Noé mette in scena un incubo danzante e claustrofobico dove il dramma e l’anarchia improvvisamente esplodono, trascinando passo dopo passo lo spettatore in un’angosciante visione lisergica e fuori controllo.
Il regista non scrive o prepara nulla in anticipo – dice – e cerca il più possibile di far accadere le situazioni direttamente sul set, come in un documentario. Ma il suo caos ha una potenza narrativa che poco lascia al caso.
È l’autore stesso a indicarci, in apertura, i riferimenti filmici e letterari di cui la pellicola è imbevuta. Una telecamera fissa riprende un televisore che sta trasmettendo i provini dei ballerini (espediente simile a quello usato da Gregg Araki in Totally Fucked Up, 1993), accanto al televisore libri e film sono indizi lampanti (espediente usato poi anche da Jordan Peele per US, che però da noi è già uscito in sala prima): basta segnalare Suspiria di Dario Argento (che rivive nella fotografia al neon di Benoît Debie e nelle atmosfere coreutiche da incubo) e Possession di Zulawski (paranoia e possessione culminanti nella sequenza con Isabelle Adjani fuori dalla grazia di Dio nel sottopassaggio della metropolitana – da annali di Storia del cinema).

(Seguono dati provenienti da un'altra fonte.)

//! scratchrun - run scratch snippets expression by expression
//!
//! A scratch snippet is a short script of top-level expressions. scratchrun
//! instruments it, compiles it with an external toolchain, runs it on the JVM
//! and maps every value or printed line back to the expression that produced
//! it.
//!
//! scratchrun can be used in two ways:
//! - **CLI**: `scratchrun run demo.kts`
//! - **Library**: build a [`ScratchExecutor`] and register your own
//!   [`ScratchListener`]
//!
//! # Quick Start (Library)
//!
//! ```rust,no_run
//! use std::sync::Arc;
//! use scratchrun::{
//!     Config, NativeRunner, ProcessRunner, ScratchExecutor, ScratchFile, ToolCommand,
//!     TracingListener, command_toolchain,
//! };
//!
//! # fn main() -> Result<(), Box<dyn std::error::Error>> {
//! let config = Config::builder()
//!     .instrumenter(ToolCommand::new("scratch-instrument", ["{input}"]))
//!     .analyzer(ToolCommand::new("scratch-analyze", ["{input}", "{unit}"]))
//!     .compiler(ToolCommand::new("scratch-compile", ["{input}", "-d", "{out_dir}"]))
//!     .build()?;
//!
//! let runner: Arc<dyn ProcessRunner> = Arc::new(NativeRunner::new());
//! let toolchain = command_toolchain(&config.toolchain, Arc::clone(&runner), config.launch.timeout())?;
//! let executor = ScratchExecutor::from_config(toolchain, runner, &config)
//!     .with_listener(Arc::new(TracingListener));
//!
//! let summary = executor.execute(&ScratchFile::from_source("demo.kts", "1 + 1\n"));
//! assert!(summary.is_success());
//! # Ok(())
//! # }
//! ```
//!
//! # Stable Public API
//!
//! - [`ScratchFile`], [`SourceExpression`] and [`LineRange`] - the snippet model
//! - [`ScratchExecutor`], [`ScratchListener`] and [`RunSummary`] - running
//! - [`demux`] and [`demux_with`] - decoding captured program output
//! - [`Config`] and [`ConfigBuilder`] - configuration
//! - [`ScratchError`] and [`ExitCode`] - errors and CLI exit codes

pub mod cli;
pub mod render;

pub use scratchrun_config::{
    CliArgs, ClasspathConfig, Config, ConfigBuilder, ConfigSource, LaunchConfig, ToolCommand,
    ToolchainConfig,
};
pub use scratchrun_engine::{
    Analyzer, Backend, ClosureResolver, Instrumenter, ListenerSet, PassthroughResolver,
    RunFailure, RunStatus, RunSummary, ScratchExecutor, ScratchListener, ScratchRun,
    Toolchain, TracingListener, command_toolchain,
};
pub use scratchrun_protocol::{DemuxError, ScratchOutputEvent, demux, demux_with};
pub use scratchrun_runner::{CommandSpec, NativeRunner, ProcessOutput, ProcessRunner, RunnerError};
pub use scratchrun_utils::error::{ConfigError, ScratchError, UserFriendlyError};
pub use scratchrun_utils::exit_codes::ExitCode;
pub use scratchrun_utils::types::{
    LineRange, OutputKind, ScratchFile, ScratchOutput, SourceExpression, Stage,
};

Tra coreografia e improvvisazione, con diversi stili di danza come il vogueing, il waacking o il krump, i partecipanti mettono in mostra le loro abilità fisiche con spontaneità fino ad arrivare a simulare stati di possessione simili a quelli delle trance rituali. 15 giorni di riprese, un unico set e lunghissimi piani sequenza.
Con Climax il cinema di finzione fonde arte performativa e horror, rinchiudendo i suoi protagonisti (e con loro lo spettatore) in uno spazio che li isola dalla realtà (è giorno?, è notte?, quanto tempo è passato?) e li aliena per spingerli verso una dimensione altra, in una sorta di rituale sciamanico di possessione (e liberazione?).

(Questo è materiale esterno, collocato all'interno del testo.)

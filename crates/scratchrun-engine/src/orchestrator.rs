//! Execution orchestrator for scratch runs
//!
//! Drives one snippet through PRECHECK, INSTRUMENT, ANALYZE, COMPILE, RUN and
//! PARSE. Each stage returns `Result<_, RunFailure>`; the first failure skips
//! the remaining stages and is reported once to every listener.
//!
//! FINISH is structural: [`RunScope`] owns the artifact directory and its
//! `Drop` removes the directory and then calls `on_finish`, so both happen
//! on every exit path, unwinding included.

use std::path::PathBuf;
use std::sync::Arc;
use std::time::Instant;

use scratchrun_config::{ClasspathConfig, Config, LaunchConfig};
use scratchrun_protocol::demux_with;
use scratchrun_runner::ProcessRunner;
use scratchrun_utils::logging::{log_stage_complete, log_stage_failure, log_stage_start, run_span};
use scratchrun_utils::types::{ScratchFile, ScratchOutput, Stage};

use crate::artifacts::ArtifactDir;
use crate::launch::build_launch_command;
use crate::listener::{ListenerSet, ScratchListener};
use crate::run::{RunStatus, RunSummary, ScratchRun};
use crate::stages::{
    COMPILATION_ERROR, Diagnostic, ExecutionOutput, ExpandedContext, GenerationFilter,
    InstrumentationResult, InstrumentedUnit, RunFailure, SourceUnit, StageOutcome, UnitRef,
};
use crate::toolchain::Toolchain;

/// Runs snippets. Holds no per-run state, so one executor can serve
/// concurrent runs from several threads.
pub struct ScratchExecutor {
    toolchain: Toolchain,
    runner: Arc<dyn ProcessRunner>,
    launch: LaunchConfig,
    classpath: ClasspathConfig,
    listeners: ListenerSet,
}

impl std::fmt::Debug for ScratchExecutor {
    fn fmt(&self, f: &mut std::fmt::Formatter<'_>) -> std::fmt::Result {
        f.debug_struct("ScratchExecutor")
            .field("launch", &self.launch)
            .field("classpath", &self.classpath)
            .field("listeners", &self.listeners)
            .finish_non_exhaustive()
    }
}

/// Per-run resources released at FINISH.
struct RunScope<'a> {
    run: &'a ScratchRun,
    listeners: &'a ListenerSet,
    artifacts: Option<ArtifactDir>,
    events_emitted: usize,
    outcome: Option<StageOutcome>,
}

impl<'a> RunScope<'a> {
    fn open(run: &'a ScratchRun, listeners: &'a ListenerSet) -> Self {
        log_stage_start(&run.id, Stage::Start);
        listeners.on_start(run);
        Self {
            run,
            listeners,
            artifacts: None,
            events_emitted: 0,
            outcome: None,
        }
    }
}

impl Drop for RunScope<'_> {
    fn drop(&mut self) {
        if let Some(artifacts) = self.artifacts.take() {
            artifacts.close();
        }
        log_stage_start(&self.run.id, Stage::Finish);
        self.listeners.on_finish(self.run);
    }
}

fn timed<T>(
    run_id: &str,
    stage: Stage,
    f: impl FnOnce() -> Result<T, RunFailure>,
) -> Result<T, RunFailure> {
    log_stage_start(run_id, stage);
    let started = Instant::now();
    let result = f();
    if result.is_ok() {
        log_stage_complete(run_id, stage, started.elapsed().as_millis());
    }
    result
}

impl ScratchExecutor {
    #[must_use]
    pub fn new(
        toolchain: Toolchain,
        runner: Arc<dyn ProcessRunner>,
        launch: LaunchConfig,
        classpath: ClasspathConfig,
    ) -> Self {
        Self {
            toolchain,
            runner,
            launch,
            classpath,
            listeners: ListenerSet::new(),
        }
    }

    /// Executor using the launch and classpath sections of `config`.
    #[must_use]
    pub fn from_config(toolchain: Toolchain, runner: Arc<dyn ProcessRunner>, config: &Config) -> Self {
        Self::new(
            toolchain,
            runner,
            config.launch.clone(),
            config.classpath.clone(),
        )
    }

    #[must_use]
    pub fn with_listener(mut self, listener: Arc<dyn ScratchListener>) -> Self {
        self.listeners.add(listener);
        self
    }

    /// Run `file` end to end. Never fails: failures are reported to the
    /// listeners and summarised in the returned [`RunSummary`].
    pub fn execute(&self, file: &ScratchFile) -> RunSummary {
        let run = ScratchRun::new(file);
        let span = run_span(&run.id, file.name());
        let _enter = span.enter();
        let started = Instant::now();
        if self.listeners.is_empty() {
            tracing::debug!("No listeners registered; events are only logged");
        } else {
            tracing::debug!(listeners = self.listeners.len(), "Starting scratch run");
        }

        let mut scope = RunScope::open(&run, &self.listeners);
        let status = match self.run_stages(file, &mut scope) {
            Ok(()) => RunStatus::Succeeded,
            Err(failure) => {
                let stage = failure.stage();
                let message = failure.user_message();
                log_stage_failure(
                    &run.id,
                    stage,
                    &failure.to_string(),
                    started.elapsed().as_millis(),
                );
                self.listeners.error(&run, &message);
                RunStatus::Failed { stage, message }
            }
        };

        let events_emitted = scope.events_emitted;
        let outcome = scope.outcome.take();
        drop(scope);

        RunSummary {
            run,
            status,
            events_emitted,
            duration_ms: u64::try_from(started.elapsed().as_millis()).unwrap_or(u64::MAX),
            outcome,
        }
    }

    fn run_stages(&self, file: &ScratchFile, scope: &mut RunScope<'_>) -> Result<(), RunFailure> {
        let run_id = scope.run.id.clone();

        timed(&run_id, Stage::Precheck, || self.precheck(file, scope))?;
        let unit = timed(&run_id, Stage::Instrument, || self.instrument(file))?;
        let context = timed(&run_id, Stage::Analyze, || self.analyze(&unit, scope))?;
        let artifact_dir = timed(&run_id, Stage::Compile, || {
            self.compile(&unit, &context, scope)
        })?;
        let output = timed(&run_id, Stage::Run, || {
            self.run_program(&unit, &context, &artifact_dir)
        })?;

        let parsed = timed(&run_id, Stage::Parse, || self.parse(file, &output, scope));
        scope.outcome = Some(StageOutcome::ExecutionOutput(output));
        parsed
    }

    fn precheck(&self, file: &ScratchFile, scope: &mut RunScope<'_>) -> Result<(), RunFailure> {
        let analysis = self
            .toolchain
            .analyzer
            .analyze(&SourceUnit::Original(file))
            .map_err(|cause| RunFailure::AnalyzerFault {
                stage: Stage::Precheck,
                cause,
            })?;
        self.report_diagnostics(
            file,
            &analysis.diagnostics,
            &UnitRef::Original,
            Stage::Precheck,
            scope,
        )
    }

    fn instrument<'f>(&self, file: &'f ScratchFile) -> Result<InstrumentedUnit<'f>, RunFailure> {
        match self.toolchain.instrumenter.process(file) {
            InstrumentationResult::Ok { code, entry_point } => {
                tracing::debug!(entry_point = %entry_point, "Snippet instrumented");
                Ok(InstrumentedUnit::new(file, code, entry_point))
            }
            InstrumentationResult::Error { message } => {
                Err(RunFailure::Instrumentation { message })
            }
        }
    }

    fn analyze(
        &self,
        unit: &InstrumentedUnit<'_>,
        scope: &mut RunScope<'_>,
    ) -> Result<ExpandedContext, RunFailure> {
        let source = SourceUnit::Instrumented(unit);
        let fault = |cause| RunFailure::AnalyzerFault {
            stage: Stage::Analyze,
            cause,
        };

        let analysis = self.toolchain.analyzer.analyze(&source).map_err(fault)?;
        self.report_diagnostics(
            unit.original(),
            &analysis.diagnostics,
            &UnitRef::Instrumented,
            Stage::Analyze,
            scope,
        )?;

        self.toolchain
            .resolver
            .resolve(analysis.context, &source)
            .map_err(fault)
    }

    /// Emit resolvable error diagnostics as per-expression `Error` events and
    /// fail with [`COMPILATION_ERROR`] if any error was reported.
    fn report_diagnostics(
        &self,
        file: &ScratchFile,
        diagnostics: &[Diagnostic],
        unit: &UnitRef,
        stage: Stage,
        scope: &mut RunScope<'_>,
    ) -> Result<(), RunFailure> {
        let errors: Vec<&Diagnostic> = diagnostics.iter().filter(|d| d.is_error()).collect();
        if errors.is_empty() {
            return Ok(());
        }

        let mut resolved = Vec::new();
        let mut unresolved = Vec::new();
        for diagnostic in &errors {
            let expression = diagnostic
                .range
                .filter(|_| &diagnostic.unit == unit)
                .and_then(|range| file.expression_containing(range));
            match expression {
                Some(expression) => resolved.push((expression, *diagnostic)),
                None => unresolved.push(diagnostic.to_string()),
            }
        }

        // Keep every expression's events contiguous.
        resolved.sort_by_key(|(expression, _)| expression.range);
        for (expression, diagnostic) in resolved {
            let output = ScratchOutput::error(diagnostic.message.clone());
            self.listeners.handle(scope.run, expression, &output);
            scope.events_emitted += 1;
        }

        scope.outcome = Some(StageOutcome::AnalysisError {
            diagnostics: errors.into_iter().cloned().collect(),
        });

        // PRECHECK surfaces the bare message; unattributed diagnostics go to the log.
        let message = if unresolved.is_empty() || stage == Stage::Precheck {
            for diagnostic in &unresolved {
                tracing::warn!(stage = %stage, diagnostic = %diagnostic, "Unattributed diagnostic");
            }
            COMPILATION_ERROR.to_string()
        } else {
            format!("{COMPILATION_ERROR}\n{}", unresolved.join("\n"))
        };
        Err(RunFailure::StaticAnalysis { stage, message })
    }

    fn compile(
        &self,
        unit: &InstrumentedUnit<'_>,
        context: &ExpandedContext,
        scope: &mut RunScope<'_>,
    ) -> Result<PathBuf, RunFailure> {
        let dir = ArtifactDir::create().map_err(|source| RunFailure::Io {
            stage: Stage::Compile,
            source,
        })?;
        let path = dir.path().to_path_buf();
        scope.artifacts = Some(dir);

        let filter = GenerationFilter::only(unit.name());
        match self.toolchain.backend.generate(context, &filter, &path) {
            Ok(files) => {
                tracing::debug!(files = files.len(), "Backend produced artifacts");
                scope.outcome = Some(StageOutcome::CompileArtifact {
                    dir: path.clone(),
                    files,
                });
                Ok(path)
            }
            Err(cause) => {
                tracing::error!(file = unit.name(), error = %cause, "Backend failed");
                Err(RunFailure::Backend {
                    file: unit.name().to_string(),
                    cause,
                })
            }
        }
    }

    fn run_program(
        &self,
        unit: &InstrumentedUnit<'_>,
        context: &ExpandedContext,
        artifact_dir: &std::path::Path,
    ) -> Result<ExecutionOutput, RunFailure> {
        let command = build_launch_command(
            &self.launch,
            &self.classpath,
            artifact_dir,
            context,
            unit.entry_point(),
        )?;
        tracing::debug!(command = %command.display_line(), "Launching scratch program");

        let output = self.runner.run(&command, self.launch.timeout())?;
        if !output.success() {
            tracing::warn!(exit_code = ?output.exit_code, "Scratch program exited with non-zero status");
        }

        Ok(ExecutionOutput {
            stdout: output.stdout_string(),
            stderr: output.stderr_string(),
            exit_code: output.exit_code,
        })
    }

    /// stderr first, then stdout events as they are decoded.
    fn parse(
        &self,
        file: &ScratchFile,
        output: &ExecutionOutput,
        scope: &mut RunScope<'_>,
    ) -> Result<(), RunFailure> {
        if !output.stderr.trim().is_empty() {
            self.listeners.error(scope.run, output.stderr.trim_end());
        }
        if output.stdout.trim().is_empty() {
            return Ok(());
        }

        let run = scope.run;
        let listeners = &self.listeners;
        let events = &mut scope.events_emitted;
        demux_with(&output.stdout, file, |event| {
            listeners.handle(run, &event.expression, &event.output);
            *events += 1;
        })?;
        Ok(())
    }
}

Quello di Gaspar Noé è un cinema incredibilmente vitale (che smonta e rimonta la struttura del cinema stesso), che sa piegare il virtuosismo (e il citazionismo) al proprio – sadico – piacere di colpire lo spettatore dritto allo stomaco. Più che un film, Climax è una vera e propria esperienza sensoriale (estrema, ovviamente).